▶ _What you will do_:
Taking the records line by line, how many lines contain the word "GatewayClient"? Answer with the number only.

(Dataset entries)
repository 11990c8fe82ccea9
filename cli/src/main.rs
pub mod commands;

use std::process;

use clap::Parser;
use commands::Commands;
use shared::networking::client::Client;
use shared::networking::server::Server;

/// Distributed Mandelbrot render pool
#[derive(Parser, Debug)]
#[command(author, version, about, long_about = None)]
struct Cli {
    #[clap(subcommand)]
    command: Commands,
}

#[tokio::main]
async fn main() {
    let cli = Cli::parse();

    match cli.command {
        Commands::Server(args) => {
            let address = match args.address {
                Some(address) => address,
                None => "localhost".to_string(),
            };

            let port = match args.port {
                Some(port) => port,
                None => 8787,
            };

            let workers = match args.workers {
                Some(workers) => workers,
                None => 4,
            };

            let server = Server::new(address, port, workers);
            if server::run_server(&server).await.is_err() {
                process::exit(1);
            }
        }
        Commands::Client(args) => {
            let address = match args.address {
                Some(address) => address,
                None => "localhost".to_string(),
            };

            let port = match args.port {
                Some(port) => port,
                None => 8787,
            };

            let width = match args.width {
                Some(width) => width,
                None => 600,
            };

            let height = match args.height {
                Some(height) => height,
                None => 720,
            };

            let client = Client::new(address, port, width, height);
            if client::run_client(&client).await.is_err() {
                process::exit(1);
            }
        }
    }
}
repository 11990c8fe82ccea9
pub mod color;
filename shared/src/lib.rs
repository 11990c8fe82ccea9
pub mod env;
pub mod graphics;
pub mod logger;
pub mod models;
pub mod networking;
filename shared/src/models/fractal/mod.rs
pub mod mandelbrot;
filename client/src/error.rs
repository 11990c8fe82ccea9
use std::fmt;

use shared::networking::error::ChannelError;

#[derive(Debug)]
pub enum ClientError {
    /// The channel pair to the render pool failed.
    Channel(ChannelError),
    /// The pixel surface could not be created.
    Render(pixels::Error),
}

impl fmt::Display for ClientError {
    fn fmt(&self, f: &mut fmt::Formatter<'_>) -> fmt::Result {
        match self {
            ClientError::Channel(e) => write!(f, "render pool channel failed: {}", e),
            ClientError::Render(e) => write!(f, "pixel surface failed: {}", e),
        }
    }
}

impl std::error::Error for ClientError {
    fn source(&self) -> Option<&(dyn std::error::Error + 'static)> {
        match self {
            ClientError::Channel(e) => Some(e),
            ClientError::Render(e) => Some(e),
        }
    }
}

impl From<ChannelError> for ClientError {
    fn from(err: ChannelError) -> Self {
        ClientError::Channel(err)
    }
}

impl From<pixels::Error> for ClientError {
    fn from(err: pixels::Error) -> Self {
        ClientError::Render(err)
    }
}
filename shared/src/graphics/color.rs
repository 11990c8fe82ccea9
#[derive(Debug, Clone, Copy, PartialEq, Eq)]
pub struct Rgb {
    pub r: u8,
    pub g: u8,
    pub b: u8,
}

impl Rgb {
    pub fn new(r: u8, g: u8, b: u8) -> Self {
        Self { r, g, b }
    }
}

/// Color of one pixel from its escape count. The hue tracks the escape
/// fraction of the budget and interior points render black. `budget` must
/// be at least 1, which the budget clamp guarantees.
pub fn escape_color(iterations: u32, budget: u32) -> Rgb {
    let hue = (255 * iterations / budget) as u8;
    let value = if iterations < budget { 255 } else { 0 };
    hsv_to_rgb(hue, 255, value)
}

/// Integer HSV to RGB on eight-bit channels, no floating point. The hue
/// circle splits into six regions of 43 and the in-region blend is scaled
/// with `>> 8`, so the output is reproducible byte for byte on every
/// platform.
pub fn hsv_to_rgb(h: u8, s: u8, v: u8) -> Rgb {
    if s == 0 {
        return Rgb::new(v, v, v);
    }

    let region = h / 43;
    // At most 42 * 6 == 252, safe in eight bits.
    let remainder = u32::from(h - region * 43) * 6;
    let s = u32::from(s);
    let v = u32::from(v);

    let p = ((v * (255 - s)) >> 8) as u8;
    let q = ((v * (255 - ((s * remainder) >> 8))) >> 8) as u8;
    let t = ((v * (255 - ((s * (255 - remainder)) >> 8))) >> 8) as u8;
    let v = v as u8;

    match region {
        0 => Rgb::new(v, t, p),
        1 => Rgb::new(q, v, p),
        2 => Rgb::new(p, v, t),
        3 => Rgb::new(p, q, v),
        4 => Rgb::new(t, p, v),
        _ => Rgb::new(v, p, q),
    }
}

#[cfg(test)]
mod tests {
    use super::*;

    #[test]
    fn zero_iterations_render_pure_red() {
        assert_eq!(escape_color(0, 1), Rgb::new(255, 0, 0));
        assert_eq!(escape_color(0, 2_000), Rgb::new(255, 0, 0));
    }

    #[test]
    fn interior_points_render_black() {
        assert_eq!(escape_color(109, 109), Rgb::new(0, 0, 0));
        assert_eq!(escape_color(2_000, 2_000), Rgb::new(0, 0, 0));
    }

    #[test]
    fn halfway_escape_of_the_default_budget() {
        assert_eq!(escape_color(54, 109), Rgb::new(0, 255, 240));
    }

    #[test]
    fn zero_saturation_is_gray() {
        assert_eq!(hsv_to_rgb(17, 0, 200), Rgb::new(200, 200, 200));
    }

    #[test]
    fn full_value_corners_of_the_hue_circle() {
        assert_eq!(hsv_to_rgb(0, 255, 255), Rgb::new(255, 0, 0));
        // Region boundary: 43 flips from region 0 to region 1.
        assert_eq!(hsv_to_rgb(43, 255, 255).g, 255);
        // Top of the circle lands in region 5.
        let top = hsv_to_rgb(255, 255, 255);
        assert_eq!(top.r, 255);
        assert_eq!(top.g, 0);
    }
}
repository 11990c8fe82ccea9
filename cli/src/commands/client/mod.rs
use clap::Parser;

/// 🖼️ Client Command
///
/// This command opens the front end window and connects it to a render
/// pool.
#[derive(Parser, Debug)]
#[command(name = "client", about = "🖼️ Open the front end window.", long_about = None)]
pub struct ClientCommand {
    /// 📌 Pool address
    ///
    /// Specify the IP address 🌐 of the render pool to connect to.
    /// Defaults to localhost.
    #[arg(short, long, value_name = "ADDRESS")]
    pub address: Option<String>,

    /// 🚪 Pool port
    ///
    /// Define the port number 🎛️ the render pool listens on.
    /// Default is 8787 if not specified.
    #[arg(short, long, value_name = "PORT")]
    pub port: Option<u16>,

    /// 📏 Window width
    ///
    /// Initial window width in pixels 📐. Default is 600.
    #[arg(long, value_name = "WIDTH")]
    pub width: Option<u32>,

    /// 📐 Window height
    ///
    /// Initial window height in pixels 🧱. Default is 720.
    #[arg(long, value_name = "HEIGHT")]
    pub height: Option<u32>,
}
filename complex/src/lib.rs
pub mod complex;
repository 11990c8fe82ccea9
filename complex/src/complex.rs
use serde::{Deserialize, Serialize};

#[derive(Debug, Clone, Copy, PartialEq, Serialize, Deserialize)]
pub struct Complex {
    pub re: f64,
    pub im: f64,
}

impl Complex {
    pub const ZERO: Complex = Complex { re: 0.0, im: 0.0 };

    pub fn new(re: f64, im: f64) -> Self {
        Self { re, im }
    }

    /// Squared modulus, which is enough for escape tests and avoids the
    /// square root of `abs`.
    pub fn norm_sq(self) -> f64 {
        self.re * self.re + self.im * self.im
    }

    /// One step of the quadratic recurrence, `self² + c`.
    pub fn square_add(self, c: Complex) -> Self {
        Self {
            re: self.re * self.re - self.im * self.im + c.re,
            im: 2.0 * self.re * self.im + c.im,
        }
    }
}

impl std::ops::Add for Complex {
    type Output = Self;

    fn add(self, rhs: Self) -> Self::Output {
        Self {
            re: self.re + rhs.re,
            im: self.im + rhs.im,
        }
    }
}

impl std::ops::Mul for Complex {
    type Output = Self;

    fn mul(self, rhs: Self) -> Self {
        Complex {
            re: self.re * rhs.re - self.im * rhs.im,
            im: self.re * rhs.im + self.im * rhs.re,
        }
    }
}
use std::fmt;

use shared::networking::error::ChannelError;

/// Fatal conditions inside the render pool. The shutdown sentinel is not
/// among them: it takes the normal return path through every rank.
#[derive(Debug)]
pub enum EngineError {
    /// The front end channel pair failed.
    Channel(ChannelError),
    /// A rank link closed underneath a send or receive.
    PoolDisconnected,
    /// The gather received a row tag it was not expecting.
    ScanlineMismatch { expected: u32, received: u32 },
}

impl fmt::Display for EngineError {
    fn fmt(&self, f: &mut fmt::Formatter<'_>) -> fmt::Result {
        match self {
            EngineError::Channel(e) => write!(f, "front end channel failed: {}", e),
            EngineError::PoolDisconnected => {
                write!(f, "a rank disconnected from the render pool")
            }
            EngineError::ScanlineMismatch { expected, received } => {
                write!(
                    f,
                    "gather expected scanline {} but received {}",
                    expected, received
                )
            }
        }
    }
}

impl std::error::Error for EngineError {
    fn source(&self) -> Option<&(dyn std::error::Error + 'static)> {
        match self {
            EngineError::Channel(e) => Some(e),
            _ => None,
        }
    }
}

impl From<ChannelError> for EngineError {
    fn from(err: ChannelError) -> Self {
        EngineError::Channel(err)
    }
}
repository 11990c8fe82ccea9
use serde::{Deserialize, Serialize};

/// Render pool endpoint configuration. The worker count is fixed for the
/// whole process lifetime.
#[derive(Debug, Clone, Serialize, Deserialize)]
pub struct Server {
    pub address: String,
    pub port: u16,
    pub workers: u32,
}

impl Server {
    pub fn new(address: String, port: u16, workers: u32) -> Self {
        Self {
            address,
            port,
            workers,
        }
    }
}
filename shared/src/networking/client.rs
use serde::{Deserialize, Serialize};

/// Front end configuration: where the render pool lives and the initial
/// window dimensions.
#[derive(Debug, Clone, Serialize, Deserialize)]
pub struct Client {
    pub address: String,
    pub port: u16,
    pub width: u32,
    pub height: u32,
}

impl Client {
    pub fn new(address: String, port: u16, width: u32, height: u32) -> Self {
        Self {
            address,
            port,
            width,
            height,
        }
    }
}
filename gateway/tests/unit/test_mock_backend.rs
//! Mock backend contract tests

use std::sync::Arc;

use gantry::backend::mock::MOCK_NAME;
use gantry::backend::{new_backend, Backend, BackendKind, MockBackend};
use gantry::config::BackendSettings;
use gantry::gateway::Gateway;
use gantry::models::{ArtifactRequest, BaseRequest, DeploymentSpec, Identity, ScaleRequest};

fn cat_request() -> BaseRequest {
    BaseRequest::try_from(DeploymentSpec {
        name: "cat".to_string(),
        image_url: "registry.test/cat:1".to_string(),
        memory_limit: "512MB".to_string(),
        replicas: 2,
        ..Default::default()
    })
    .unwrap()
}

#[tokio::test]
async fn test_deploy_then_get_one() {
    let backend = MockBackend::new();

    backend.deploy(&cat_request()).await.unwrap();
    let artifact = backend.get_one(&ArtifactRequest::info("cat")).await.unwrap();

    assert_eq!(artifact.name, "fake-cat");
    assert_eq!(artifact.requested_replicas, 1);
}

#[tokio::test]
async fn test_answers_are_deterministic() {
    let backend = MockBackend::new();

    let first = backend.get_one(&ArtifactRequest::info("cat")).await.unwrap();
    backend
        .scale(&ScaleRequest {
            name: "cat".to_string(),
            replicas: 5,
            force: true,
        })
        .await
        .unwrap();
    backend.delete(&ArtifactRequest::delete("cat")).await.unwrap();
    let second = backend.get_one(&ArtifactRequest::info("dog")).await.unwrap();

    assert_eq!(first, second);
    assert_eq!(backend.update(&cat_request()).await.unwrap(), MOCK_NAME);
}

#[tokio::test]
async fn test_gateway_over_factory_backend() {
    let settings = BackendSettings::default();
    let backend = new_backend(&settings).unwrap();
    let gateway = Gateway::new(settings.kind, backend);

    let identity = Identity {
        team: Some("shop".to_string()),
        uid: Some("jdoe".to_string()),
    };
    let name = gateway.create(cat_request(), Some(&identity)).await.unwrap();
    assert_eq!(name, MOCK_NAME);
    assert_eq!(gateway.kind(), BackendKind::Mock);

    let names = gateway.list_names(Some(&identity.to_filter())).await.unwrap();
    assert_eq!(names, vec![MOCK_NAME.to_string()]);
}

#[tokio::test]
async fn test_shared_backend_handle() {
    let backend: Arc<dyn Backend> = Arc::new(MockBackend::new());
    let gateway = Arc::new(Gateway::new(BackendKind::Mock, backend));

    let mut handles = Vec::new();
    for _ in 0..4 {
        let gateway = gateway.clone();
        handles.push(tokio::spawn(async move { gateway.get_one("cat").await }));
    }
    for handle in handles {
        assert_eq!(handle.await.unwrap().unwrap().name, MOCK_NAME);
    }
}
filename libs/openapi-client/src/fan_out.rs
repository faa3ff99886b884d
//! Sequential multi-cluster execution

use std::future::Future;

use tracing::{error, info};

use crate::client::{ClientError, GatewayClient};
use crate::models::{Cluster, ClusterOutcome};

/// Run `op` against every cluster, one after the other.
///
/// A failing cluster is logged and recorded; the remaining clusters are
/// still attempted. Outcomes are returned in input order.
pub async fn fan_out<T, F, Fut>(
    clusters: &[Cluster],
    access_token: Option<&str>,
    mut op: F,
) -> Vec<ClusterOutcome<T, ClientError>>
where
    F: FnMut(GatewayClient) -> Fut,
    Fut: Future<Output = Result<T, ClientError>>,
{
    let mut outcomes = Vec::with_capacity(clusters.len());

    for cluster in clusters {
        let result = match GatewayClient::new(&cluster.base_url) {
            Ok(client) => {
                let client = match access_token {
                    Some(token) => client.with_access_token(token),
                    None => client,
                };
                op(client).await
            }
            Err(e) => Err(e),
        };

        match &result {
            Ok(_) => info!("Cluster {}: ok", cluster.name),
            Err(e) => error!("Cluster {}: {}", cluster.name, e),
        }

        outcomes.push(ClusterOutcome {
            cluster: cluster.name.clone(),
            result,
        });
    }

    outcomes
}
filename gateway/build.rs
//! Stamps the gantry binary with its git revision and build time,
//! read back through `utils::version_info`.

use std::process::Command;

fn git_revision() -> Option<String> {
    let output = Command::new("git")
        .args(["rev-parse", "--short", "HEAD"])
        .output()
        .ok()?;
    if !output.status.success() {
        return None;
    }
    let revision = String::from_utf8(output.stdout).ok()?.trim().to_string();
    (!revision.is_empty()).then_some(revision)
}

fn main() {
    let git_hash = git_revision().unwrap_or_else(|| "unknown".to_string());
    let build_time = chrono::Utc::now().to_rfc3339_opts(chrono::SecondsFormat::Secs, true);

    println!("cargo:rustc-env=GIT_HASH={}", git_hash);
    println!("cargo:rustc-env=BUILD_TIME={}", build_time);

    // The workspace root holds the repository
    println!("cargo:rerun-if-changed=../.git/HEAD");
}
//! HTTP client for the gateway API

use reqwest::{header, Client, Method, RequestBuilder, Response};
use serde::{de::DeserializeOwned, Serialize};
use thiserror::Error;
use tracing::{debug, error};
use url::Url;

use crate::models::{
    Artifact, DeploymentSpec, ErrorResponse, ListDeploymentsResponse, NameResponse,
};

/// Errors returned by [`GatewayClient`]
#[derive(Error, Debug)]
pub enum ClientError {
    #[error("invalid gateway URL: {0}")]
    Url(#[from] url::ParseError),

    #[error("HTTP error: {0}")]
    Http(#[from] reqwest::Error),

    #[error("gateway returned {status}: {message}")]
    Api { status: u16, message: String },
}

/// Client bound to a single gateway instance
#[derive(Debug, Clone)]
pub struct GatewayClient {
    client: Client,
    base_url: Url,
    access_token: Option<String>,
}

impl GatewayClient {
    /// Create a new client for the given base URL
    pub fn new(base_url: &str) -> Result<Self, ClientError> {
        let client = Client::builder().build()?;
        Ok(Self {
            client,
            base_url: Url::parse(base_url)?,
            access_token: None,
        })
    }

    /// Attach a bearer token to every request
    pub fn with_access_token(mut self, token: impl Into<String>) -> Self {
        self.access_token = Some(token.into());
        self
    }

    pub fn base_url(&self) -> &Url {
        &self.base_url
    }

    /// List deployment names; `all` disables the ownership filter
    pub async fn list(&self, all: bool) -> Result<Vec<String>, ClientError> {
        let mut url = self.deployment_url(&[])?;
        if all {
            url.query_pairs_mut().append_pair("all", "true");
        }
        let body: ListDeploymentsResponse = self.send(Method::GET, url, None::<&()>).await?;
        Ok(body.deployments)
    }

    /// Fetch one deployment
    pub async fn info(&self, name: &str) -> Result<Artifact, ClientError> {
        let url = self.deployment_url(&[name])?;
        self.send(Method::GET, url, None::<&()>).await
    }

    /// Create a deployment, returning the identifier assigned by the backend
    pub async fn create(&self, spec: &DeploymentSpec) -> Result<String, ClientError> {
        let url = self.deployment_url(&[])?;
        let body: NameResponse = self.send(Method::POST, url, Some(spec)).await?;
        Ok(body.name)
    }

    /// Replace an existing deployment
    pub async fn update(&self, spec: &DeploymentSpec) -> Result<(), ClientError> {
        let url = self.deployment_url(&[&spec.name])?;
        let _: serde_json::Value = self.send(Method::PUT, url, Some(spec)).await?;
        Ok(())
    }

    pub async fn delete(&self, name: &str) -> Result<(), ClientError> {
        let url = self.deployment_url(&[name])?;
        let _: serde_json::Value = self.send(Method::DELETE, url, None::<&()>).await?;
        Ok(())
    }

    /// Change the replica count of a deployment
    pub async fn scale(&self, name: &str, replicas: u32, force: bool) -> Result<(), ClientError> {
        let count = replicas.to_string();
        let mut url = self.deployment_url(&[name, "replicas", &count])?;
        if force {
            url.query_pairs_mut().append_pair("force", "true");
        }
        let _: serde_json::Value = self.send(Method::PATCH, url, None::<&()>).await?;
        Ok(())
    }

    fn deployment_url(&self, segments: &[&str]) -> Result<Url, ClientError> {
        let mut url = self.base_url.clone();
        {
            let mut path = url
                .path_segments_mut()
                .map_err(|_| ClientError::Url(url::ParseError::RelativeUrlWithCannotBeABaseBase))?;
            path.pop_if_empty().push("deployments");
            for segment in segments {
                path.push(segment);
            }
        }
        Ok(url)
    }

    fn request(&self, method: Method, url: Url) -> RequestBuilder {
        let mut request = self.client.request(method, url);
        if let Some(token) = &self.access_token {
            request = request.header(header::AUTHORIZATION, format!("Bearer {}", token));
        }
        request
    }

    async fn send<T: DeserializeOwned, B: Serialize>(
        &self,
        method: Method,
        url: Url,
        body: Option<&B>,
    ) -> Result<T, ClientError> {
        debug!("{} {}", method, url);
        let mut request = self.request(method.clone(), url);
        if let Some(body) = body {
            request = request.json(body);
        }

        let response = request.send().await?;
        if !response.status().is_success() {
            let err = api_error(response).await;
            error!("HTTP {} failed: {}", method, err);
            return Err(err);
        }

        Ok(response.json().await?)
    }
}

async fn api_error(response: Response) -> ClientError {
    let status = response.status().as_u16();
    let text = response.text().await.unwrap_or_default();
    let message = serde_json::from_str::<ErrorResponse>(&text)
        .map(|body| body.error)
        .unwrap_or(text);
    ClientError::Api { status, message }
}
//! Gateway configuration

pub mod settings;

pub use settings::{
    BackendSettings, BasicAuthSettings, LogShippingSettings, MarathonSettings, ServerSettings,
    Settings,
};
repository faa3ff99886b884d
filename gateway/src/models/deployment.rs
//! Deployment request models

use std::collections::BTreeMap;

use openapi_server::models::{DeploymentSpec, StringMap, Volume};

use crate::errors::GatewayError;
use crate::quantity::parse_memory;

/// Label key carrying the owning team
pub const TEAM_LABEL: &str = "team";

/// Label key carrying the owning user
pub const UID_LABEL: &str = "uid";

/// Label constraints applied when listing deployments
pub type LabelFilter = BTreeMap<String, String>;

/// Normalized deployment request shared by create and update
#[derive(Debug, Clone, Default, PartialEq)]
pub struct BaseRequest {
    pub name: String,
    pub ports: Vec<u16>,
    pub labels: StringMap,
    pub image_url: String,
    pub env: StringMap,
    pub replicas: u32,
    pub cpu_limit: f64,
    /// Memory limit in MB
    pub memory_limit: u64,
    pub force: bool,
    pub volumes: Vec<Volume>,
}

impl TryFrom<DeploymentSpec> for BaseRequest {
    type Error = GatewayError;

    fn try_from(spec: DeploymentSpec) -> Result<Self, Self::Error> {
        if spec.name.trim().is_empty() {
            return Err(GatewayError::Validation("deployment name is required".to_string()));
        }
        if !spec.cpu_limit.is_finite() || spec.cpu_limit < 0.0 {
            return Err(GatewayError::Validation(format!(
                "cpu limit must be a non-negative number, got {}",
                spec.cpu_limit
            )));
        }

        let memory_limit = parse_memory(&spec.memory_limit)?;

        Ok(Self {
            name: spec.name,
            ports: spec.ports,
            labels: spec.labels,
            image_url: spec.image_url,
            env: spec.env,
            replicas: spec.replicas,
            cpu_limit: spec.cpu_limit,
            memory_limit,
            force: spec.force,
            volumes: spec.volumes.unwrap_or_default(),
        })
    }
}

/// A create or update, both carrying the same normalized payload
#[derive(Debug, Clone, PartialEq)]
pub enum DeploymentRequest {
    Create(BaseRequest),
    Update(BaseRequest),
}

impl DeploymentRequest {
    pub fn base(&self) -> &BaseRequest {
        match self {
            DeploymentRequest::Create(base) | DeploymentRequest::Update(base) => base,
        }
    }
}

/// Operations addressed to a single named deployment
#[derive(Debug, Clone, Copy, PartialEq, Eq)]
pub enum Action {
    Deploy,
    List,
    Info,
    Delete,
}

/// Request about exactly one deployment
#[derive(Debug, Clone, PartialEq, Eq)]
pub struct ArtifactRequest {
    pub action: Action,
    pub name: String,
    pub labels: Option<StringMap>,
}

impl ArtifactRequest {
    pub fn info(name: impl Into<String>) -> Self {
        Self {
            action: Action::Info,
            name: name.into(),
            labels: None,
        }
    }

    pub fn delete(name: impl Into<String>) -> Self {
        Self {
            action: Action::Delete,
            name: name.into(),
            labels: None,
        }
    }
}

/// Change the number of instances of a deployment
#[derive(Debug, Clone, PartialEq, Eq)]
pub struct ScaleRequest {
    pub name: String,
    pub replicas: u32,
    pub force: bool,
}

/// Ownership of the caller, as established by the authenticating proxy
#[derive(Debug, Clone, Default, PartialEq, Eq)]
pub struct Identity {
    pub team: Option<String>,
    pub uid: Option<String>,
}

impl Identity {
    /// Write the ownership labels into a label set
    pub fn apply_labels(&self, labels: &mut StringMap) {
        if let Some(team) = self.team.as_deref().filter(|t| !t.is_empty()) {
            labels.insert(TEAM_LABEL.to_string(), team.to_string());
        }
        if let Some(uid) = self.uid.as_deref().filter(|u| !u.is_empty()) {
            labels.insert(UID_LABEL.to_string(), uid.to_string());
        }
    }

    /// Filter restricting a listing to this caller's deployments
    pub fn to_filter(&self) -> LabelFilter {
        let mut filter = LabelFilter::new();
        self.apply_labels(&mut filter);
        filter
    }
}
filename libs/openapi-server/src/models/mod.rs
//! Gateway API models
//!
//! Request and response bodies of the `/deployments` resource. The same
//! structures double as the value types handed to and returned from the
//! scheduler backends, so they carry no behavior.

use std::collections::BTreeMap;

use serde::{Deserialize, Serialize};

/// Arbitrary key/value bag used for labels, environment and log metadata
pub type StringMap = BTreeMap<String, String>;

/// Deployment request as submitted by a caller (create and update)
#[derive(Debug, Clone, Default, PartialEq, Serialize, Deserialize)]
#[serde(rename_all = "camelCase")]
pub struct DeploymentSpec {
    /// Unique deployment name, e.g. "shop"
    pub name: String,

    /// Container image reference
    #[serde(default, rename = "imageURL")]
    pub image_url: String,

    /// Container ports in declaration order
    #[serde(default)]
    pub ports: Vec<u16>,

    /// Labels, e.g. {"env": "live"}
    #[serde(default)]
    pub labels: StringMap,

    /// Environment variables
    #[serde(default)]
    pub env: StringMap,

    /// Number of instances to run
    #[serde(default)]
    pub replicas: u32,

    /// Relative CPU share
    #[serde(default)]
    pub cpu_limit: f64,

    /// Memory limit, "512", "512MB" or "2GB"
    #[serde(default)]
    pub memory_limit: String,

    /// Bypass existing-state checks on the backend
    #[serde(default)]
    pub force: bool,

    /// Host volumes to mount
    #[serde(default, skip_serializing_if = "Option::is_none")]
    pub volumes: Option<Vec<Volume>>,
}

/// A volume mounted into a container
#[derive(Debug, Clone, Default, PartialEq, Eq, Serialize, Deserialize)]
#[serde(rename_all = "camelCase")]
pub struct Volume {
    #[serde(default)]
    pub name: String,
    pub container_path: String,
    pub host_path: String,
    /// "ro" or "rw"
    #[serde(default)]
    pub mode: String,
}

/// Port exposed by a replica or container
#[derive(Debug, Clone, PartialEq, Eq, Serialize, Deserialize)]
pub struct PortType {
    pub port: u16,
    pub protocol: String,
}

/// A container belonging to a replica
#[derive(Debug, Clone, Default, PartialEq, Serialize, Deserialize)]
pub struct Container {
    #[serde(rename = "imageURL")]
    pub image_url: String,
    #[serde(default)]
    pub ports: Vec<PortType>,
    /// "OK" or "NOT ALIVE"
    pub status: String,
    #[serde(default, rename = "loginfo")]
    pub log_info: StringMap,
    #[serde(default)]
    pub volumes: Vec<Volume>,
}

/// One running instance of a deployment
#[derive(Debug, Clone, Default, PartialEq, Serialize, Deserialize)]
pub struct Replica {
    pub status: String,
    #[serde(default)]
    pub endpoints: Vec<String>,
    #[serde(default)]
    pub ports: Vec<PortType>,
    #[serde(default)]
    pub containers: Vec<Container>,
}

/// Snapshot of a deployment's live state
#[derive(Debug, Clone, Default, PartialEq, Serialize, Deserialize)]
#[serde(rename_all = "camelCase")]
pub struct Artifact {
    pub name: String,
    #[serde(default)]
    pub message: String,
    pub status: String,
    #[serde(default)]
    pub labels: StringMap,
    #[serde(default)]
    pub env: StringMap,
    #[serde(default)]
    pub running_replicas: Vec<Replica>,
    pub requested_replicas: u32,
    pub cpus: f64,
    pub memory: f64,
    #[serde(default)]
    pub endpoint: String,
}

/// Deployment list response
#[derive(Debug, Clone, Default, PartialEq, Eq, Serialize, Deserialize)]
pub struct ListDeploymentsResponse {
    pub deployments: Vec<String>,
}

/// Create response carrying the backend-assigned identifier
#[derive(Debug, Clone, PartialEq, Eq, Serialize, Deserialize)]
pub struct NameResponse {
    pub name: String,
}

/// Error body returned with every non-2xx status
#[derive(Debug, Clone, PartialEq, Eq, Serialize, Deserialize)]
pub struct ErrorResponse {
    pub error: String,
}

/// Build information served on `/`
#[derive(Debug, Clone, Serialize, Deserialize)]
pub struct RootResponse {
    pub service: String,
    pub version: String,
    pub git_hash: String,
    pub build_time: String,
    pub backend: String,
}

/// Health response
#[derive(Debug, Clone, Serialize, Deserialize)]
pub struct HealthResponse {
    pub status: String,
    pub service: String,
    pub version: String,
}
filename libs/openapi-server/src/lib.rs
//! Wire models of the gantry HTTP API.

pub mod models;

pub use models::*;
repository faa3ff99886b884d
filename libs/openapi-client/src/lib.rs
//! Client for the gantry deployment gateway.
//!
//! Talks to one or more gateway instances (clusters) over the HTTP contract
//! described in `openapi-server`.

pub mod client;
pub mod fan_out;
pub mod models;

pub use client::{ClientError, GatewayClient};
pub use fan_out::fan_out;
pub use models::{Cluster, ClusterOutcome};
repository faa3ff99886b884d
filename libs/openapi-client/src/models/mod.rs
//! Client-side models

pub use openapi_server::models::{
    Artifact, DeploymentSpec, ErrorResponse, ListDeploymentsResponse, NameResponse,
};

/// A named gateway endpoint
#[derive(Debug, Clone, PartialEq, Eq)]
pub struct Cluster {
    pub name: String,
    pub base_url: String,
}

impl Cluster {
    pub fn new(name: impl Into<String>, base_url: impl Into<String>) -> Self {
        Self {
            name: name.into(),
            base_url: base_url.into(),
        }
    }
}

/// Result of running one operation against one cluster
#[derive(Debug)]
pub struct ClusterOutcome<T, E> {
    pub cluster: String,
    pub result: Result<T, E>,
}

▶ _Result of this task_:
7